-- Goal of the exercise --
Only the lines from the one containing "Ok(smallvec![Value::Bool(text.ends_with(&*suffix))])" through the end of the data belong in the answer; reproduce them exactly.

___ Source material

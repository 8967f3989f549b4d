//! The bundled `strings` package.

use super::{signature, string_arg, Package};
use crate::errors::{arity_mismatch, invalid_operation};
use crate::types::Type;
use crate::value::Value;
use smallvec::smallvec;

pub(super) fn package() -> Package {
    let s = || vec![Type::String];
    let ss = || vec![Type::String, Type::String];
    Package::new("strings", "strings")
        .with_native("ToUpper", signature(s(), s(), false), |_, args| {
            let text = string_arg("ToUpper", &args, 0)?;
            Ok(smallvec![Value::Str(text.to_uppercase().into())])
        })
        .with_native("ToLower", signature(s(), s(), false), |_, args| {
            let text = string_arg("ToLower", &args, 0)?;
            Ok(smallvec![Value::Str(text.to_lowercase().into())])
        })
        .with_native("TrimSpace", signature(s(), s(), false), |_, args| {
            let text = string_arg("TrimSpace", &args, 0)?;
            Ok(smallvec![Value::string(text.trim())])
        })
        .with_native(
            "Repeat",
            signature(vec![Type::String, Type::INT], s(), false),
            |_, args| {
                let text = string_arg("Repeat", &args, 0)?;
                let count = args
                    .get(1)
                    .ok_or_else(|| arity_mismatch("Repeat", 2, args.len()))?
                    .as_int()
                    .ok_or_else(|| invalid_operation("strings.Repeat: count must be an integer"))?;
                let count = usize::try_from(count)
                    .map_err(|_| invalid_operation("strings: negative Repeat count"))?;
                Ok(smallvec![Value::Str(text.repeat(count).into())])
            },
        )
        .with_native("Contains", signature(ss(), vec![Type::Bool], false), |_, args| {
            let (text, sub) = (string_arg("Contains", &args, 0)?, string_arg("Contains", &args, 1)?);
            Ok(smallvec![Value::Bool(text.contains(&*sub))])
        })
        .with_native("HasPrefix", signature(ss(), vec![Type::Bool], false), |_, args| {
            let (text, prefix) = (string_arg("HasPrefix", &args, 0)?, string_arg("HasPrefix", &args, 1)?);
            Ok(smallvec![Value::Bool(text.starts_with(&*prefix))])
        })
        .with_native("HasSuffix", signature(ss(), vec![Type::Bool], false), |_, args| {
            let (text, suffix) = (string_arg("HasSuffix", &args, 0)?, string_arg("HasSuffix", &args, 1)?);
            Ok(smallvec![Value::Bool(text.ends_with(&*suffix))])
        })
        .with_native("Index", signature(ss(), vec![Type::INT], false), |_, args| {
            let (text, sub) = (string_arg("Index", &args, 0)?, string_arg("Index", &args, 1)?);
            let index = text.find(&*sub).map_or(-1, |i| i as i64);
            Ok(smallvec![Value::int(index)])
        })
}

______

-- Answer area --
            Ok(smallvec![Value::Bool(text.ends_with(&*suffix))])
        })
        .with_native("Index", signature(ss(), vec![Type::INT], false), |_, args| {
            let (text, sub) = (string_arg("Index", &args, 0)?, string_arg("Index", &args, 1)?);
            let index = text.find(&*sub).map_or(-1, |i| i as i64);
            Ok(smallvec![Value::int(index)])
        })
}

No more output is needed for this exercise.